### [PROBLEM TO WORK ON]
In the material below, find the line with "let entries: Vec<strings::Entry>" and the line with "filename crates/locsync-cli/src/error.rs", then output those two lines and every line between them, exactly.

### [RECORDS FOR PROCESSING]
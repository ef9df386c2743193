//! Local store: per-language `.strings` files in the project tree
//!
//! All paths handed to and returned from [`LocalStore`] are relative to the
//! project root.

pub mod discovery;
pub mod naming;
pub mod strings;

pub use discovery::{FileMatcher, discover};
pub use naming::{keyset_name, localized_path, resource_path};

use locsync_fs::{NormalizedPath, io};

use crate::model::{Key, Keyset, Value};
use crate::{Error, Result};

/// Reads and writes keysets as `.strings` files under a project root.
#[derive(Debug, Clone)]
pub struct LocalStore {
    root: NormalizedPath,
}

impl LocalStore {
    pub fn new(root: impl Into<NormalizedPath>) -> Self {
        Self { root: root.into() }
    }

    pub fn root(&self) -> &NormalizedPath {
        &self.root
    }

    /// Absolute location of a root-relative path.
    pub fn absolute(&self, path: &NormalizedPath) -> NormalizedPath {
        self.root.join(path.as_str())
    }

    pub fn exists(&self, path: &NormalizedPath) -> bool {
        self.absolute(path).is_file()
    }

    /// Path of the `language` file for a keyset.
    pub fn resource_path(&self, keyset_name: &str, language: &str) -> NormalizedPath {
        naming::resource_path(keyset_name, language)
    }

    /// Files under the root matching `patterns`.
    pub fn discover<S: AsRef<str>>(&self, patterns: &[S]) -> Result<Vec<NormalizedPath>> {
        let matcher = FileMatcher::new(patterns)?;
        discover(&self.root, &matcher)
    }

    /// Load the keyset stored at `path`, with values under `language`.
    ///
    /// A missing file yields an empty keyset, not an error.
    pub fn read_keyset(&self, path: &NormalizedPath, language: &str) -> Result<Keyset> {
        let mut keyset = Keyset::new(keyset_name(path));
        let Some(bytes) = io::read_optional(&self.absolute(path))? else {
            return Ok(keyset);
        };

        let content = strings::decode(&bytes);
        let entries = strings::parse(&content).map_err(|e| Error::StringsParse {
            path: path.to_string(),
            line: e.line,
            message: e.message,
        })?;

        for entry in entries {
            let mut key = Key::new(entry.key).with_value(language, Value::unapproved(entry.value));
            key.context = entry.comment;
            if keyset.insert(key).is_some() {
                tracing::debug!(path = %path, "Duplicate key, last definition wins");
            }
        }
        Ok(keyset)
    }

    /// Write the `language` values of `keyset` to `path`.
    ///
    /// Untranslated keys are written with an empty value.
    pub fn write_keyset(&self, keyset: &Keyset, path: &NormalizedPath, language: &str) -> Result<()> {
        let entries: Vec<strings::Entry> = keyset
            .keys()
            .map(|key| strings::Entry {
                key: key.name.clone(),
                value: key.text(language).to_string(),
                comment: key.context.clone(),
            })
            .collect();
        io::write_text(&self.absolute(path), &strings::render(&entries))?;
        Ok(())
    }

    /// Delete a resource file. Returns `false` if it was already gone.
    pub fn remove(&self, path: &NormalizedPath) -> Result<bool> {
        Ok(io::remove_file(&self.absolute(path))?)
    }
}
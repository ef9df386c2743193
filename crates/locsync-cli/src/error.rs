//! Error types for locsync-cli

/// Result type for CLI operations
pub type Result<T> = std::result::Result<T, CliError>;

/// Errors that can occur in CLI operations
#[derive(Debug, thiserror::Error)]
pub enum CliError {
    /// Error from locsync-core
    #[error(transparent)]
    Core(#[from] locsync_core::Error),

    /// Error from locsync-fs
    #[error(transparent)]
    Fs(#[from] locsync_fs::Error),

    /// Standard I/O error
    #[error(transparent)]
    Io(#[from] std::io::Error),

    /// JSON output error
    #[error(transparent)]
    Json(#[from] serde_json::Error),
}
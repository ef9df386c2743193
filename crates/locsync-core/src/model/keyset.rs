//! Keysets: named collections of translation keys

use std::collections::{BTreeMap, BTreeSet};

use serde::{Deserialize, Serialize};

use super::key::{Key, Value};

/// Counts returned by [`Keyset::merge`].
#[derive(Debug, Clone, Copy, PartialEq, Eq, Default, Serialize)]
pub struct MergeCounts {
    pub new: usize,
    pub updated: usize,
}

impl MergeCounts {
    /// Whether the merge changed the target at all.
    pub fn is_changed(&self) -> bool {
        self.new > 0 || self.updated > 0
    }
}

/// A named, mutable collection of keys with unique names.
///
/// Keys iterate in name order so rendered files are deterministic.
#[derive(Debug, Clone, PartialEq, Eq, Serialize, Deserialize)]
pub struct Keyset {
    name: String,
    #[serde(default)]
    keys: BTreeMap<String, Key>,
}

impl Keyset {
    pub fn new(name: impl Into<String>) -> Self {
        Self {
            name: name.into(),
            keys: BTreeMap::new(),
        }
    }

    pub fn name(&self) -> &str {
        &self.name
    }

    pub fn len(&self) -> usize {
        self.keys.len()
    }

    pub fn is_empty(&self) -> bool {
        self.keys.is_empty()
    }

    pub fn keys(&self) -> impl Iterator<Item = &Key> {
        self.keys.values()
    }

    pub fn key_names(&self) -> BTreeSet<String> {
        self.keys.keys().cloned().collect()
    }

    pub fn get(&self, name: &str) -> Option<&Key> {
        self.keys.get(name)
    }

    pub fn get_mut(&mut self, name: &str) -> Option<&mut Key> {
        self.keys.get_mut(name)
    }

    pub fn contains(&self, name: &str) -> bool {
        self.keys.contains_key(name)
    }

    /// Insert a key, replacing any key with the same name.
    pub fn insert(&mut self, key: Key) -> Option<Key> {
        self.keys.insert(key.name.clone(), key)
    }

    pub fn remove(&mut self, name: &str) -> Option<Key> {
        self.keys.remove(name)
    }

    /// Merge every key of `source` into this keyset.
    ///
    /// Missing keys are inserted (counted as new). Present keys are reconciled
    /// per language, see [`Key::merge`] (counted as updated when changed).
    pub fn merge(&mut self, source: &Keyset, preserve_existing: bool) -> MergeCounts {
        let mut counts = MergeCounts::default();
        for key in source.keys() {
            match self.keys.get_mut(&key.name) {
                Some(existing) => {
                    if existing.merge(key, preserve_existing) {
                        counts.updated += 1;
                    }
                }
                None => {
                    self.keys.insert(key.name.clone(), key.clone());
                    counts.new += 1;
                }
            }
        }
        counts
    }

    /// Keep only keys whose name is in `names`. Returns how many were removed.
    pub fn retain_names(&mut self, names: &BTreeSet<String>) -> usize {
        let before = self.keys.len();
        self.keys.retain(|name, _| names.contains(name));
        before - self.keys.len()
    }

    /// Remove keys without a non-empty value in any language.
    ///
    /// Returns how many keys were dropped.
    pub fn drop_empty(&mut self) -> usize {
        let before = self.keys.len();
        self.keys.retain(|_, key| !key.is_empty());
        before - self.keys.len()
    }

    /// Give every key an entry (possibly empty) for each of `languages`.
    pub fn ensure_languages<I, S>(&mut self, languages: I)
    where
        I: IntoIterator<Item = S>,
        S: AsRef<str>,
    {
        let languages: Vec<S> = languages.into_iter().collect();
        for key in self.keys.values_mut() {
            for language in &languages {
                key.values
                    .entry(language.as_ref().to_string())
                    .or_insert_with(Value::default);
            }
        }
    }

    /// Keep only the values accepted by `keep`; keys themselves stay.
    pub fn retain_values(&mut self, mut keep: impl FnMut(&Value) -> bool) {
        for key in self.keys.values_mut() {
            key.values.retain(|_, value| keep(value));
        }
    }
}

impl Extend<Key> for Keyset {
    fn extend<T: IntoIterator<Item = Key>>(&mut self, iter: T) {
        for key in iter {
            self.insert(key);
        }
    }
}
--
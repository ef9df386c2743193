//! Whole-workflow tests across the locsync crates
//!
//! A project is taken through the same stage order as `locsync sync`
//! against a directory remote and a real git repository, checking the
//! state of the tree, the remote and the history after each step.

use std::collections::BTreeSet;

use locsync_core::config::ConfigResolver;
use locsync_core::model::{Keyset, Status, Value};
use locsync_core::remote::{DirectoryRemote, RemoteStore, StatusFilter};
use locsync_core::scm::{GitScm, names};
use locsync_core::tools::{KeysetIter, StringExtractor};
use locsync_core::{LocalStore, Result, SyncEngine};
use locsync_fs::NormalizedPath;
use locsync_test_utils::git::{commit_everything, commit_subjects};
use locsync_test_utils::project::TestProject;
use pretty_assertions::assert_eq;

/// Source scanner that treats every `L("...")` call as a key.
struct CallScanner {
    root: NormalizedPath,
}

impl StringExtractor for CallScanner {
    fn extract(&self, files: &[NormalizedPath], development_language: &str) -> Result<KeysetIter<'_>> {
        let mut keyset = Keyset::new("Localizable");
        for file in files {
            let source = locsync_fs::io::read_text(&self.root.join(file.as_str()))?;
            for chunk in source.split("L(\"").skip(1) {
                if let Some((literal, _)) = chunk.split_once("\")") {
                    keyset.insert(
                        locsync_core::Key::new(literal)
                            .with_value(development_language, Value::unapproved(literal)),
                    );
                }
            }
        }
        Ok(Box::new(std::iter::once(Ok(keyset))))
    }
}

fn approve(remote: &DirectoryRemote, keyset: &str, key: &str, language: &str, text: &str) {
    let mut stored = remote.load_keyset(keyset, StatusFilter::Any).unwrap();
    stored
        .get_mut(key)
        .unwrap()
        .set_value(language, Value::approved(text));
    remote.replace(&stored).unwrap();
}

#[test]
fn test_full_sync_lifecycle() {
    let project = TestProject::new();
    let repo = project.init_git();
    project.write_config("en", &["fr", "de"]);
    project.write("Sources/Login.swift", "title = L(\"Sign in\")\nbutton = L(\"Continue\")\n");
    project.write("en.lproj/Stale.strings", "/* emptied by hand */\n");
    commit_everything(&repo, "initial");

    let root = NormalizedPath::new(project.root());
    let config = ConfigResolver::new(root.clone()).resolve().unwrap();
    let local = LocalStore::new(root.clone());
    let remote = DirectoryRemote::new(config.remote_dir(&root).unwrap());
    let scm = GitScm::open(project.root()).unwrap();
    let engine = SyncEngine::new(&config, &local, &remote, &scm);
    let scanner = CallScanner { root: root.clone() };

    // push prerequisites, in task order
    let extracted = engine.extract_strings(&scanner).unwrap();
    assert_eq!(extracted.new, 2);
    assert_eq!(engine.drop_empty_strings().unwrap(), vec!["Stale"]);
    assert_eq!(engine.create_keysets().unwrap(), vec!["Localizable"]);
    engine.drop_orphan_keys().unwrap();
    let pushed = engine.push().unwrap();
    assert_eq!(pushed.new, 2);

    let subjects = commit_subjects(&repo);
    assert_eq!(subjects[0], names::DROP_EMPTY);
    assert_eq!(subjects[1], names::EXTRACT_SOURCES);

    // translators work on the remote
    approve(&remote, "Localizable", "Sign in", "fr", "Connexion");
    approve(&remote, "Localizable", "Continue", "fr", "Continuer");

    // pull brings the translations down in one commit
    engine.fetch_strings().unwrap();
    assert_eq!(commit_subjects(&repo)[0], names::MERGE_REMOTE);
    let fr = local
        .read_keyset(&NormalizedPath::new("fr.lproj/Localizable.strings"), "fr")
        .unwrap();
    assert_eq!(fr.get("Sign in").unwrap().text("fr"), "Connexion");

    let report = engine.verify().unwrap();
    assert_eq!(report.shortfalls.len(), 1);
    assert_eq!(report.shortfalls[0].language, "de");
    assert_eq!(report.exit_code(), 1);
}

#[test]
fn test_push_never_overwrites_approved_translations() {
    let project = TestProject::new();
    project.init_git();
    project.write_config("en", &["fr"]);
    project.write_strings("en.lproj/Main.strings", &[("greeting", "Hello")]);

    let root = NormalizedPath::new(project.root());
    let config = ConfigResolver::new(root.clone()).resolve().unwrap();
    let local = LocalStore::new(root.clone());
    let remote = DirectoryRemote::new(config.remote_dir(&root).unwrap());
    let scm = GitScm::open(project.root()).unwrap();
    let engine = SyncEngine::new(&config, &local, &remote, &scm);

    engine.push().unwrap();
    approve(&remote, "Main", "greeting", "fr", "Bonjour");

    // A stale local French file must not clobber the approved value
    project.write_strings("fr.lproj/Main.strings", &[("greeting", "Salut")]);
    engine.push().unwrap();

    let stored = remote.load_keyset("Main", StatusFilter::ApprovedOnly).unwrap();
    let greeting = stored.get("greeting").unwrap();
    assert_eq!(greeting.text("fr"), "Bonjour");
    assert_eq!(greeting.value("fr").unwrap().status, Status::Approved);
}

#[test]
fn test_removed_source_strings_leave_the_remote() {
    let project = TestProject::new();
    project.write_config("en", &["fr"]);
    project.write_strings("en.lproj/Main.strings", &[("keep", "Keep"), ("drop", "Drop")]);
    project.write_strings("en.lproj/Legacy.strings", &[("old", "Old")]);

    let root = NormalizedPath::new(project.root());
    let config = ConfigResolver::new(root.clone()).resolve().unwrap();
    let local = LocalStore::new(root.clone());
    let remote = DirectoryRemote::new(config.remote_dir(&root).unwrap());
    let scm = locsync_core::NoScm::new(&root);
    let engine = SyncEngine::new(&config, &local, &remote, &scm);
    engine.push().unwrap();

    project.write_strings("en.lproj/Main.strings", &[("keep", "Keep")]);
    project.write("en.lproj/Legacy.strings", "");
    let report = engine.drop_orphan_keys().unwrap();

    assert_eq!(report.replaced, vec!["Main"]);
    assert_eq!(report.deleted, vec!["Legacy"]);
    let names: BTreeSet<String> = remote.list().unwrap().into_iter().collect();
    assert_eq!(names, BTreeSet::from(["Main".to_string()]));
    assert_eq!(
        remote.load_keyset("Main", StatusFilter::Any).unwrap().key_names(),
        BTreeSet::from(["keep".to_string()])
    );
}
* * *
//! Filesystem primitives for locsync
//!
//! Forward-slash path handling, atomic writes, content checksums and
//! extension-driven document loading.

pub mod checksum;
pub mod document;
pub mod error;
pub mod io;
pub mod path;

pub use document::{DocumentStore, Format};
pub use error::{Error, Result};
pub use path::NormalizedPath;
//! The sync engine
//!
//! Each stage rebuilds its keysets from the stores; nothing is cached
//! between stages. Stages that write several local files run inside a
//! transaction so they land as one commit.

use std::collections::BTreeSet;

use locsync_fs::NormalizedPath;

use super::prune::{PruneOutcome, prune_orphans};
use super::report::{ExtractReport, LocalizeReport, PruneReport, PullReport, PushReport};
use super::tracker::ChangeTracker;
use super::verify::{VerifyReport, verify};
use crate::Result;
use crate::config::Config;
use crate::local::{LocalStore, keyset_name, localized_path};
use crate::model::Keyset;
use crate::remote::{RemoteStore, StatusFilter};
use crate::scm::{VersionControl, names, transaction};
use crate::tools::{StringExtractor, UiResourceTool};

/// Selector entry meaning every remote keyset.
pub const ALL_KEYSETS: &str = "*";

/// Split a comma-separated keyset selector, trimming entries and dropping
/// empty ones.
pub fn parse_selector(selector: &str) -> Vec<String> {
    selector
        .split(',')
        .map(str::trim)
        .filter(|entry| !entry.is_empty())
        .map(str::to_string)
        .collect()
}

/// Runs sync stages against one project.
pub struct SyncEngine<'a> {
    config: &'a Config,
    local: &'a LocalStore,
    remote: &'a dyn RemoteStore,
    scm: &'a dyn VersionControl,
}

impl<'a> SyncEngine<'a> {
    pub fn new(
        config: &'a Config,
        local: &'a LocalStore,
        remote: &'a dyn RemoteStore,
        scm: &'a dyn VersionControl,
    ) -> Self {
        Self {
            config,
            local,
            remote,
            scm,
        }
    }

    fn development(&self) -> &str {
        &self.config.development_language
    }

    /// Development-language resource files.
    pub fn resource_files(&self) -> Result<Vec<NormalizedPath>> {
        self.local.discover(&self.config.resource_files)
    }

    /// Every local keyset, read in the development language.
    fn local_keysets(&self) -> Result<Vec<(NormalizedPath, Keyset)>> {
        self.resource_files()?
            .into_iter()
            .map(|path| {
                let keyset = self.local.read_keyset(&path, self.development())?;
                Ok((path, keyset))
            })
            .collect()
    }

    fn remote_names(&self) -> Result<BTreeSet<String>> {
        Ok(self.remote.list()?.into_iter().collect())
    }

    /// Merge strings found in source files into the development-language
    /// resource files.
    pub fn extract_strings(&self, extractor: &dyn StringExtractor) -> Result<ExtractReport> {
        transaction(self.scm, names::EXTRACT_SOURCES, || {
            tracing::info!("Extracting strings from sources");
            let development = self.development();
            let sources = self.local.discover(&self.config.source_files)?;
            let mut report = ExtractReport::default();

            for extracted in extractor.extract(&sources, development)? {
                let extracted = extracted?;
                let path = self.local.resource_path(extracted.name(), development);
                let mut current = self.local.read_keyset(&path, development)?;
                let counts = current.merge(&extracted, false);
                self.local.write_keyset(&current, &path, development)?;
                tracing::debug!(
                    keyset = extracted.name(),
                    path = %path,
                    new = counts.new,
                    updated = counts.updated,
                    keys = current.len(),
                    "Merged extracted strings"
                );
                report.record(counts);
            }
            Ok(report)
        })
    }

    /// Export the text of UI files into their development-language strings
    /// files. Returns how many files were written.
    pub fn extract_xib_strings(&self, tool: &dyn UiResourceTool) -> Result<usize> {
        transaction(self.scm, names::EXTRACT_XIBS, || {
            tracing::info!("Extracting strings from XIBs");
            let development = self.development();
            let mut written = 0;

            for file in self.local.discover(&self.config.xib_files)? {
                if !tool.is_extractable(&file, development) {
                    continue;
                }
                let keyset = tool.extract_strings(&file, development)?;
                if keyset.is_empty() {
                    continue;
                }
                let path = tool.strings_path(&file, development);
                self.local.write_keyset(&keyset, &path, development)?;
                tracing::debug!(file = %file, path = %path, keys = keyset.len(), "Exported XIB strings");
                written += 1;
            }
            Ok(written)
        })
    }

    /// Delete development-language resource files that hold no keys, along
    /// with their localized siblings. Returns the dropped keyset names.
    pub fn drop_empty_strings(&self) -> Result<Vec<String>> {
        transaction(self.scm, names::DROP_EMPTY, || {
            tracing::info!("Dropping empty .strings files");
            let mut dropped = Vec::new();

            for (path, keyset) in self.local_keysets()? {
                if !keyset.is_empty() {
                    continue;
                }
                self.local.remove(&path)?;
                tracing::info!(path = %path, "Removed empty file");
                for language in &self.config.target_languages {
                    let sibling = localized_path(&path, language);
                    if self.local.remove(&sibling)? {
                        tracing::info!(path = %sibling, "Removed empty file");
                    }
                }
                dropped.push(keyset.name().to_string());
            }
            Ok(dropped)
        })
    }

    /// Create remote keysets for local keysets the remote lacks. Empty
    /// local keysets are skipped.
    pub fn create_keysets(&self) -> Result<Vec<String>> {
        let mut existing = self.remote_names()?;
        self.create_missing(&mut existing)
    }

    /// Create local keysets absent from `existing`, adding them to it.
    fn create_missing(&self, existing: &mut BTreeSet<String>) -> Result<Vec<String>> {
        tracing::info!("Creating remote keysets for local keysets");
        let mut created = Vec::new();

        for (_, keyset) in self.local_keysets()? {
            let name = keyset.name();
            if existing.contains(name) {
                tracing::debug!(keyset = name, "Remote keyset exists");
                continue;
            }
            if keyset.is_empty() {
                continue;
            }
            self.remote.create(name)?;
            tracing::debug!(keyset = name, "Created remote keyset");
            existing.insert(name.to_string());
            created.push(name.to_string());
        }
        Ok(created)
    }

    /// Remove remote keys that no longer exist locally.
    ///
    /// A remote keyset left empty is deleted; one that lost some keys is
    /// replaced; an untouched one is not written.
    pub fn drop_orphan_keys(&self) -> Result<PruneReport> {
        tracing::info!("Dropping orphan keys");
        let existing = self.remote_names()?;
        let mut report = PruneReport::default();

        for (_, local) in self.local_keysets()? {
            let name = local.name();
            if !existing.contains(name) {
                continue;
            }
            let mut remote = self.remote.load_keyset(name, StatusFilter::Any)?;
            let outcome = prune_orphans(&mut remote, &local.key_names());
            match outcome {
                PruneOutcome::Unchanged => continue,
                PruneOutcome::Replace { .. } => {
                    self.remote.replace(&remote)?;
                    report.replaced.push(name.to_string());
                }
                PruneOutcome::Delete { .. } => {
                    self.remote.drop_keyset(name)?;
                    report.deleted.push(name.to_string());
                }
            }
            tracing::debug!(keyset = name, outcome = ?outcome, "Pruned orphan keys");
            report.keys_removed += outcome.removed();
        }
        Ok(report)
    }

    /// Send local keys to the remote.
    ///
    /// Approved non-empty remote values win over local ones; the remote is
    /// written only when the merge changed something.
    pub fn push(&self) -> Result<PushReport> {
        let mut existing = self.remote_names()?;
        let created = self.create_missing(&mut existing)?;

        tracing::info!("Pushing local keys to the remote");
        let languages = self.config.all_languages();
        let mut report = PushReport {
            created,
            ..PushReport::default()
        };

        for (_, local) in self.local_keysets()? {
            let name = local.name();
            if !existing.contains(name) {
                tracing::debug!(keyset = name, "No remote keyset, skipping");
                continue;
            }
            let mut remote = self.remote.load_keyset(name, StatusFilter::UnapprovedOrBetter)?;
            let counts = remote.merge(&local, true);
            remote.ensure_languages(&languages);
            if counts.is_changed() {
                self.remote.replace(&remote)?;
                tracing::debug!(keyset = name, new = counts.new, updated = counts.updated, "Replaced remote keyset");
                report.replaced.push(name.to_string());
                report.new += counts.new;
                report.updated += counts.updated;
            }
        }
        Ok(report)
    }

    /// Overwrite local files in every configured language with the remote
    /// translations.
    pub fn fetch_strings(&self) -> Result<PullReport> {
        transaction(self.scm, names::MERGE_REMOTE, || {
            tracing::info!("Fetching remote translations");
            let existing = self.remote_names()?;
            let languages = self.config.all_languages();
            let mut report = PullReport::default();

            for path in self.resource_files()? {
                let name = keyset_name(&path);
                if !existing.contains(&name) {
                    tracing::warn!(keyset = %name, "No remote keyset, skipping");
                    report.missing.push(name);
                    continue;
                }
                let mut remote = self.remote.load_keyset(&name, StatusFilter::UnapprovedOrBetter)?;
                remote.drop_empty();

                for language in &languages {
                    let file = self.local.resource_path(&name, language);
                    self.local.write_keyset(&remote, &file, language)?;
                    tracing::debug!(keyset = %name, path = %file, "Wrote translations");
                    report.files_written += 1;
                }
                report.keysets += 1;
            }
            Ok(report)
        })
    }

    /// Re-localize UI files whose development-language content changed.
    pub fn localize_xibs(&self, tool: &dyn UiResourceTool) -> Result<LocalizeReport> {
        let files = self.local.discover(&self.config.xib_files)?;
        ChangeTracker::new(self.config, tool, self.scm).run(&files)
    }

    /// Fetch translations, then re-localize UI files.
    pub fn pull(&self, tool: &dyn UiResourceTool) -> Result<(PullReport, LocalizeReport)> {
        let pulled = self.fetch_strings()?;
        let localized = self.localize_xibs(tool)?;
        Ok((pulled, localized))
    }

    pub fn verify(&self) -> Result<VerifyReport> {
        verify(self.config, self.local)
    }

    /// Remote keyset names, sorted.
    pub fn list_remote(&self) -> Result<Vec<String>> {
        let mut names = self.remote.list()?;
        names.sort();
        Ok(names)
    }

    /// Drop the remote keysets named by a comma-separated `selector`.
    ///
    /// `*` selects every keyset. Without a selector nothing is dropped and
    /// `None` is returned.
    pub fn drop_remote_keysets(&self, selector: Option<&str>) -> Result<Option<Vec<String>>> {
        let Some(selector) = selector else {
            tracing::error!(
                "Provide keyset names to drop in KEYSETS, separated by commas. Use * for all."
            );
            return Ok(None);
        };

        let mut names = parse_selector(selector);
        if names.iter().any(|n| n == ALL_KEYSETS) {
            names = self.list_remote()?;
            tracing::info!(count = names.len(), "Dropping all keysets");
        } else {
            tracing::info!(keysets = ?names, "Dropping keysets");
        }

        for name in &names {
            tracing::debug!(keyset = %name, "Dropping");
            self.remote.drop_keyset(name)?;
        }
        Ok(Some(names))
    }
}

### [WRITTEN RESPONSE]
        let entries: Vec<strings::Entry> = keyset
            .keys()
            .map(|key| strings::Entry {
                key: key.name.clone(),
                value: key.text(language).to_string(),
                comment: key.context.clone(),
            })
            .collect();
        io::write_text(&self.absolute(path), &strings::render(&entries))?;
        Ok(())
    }

    /// Delete a resource file. Returns `false` if it was already gone.
    pub fn remove(&self, path: &NormalizedPath) -> Result<bool> {
        Ok(io::remove_file(&self.absolute(path))?)
    }
}
repository ef9df386c2743193
filename crates/locsync-cli/src/error.rs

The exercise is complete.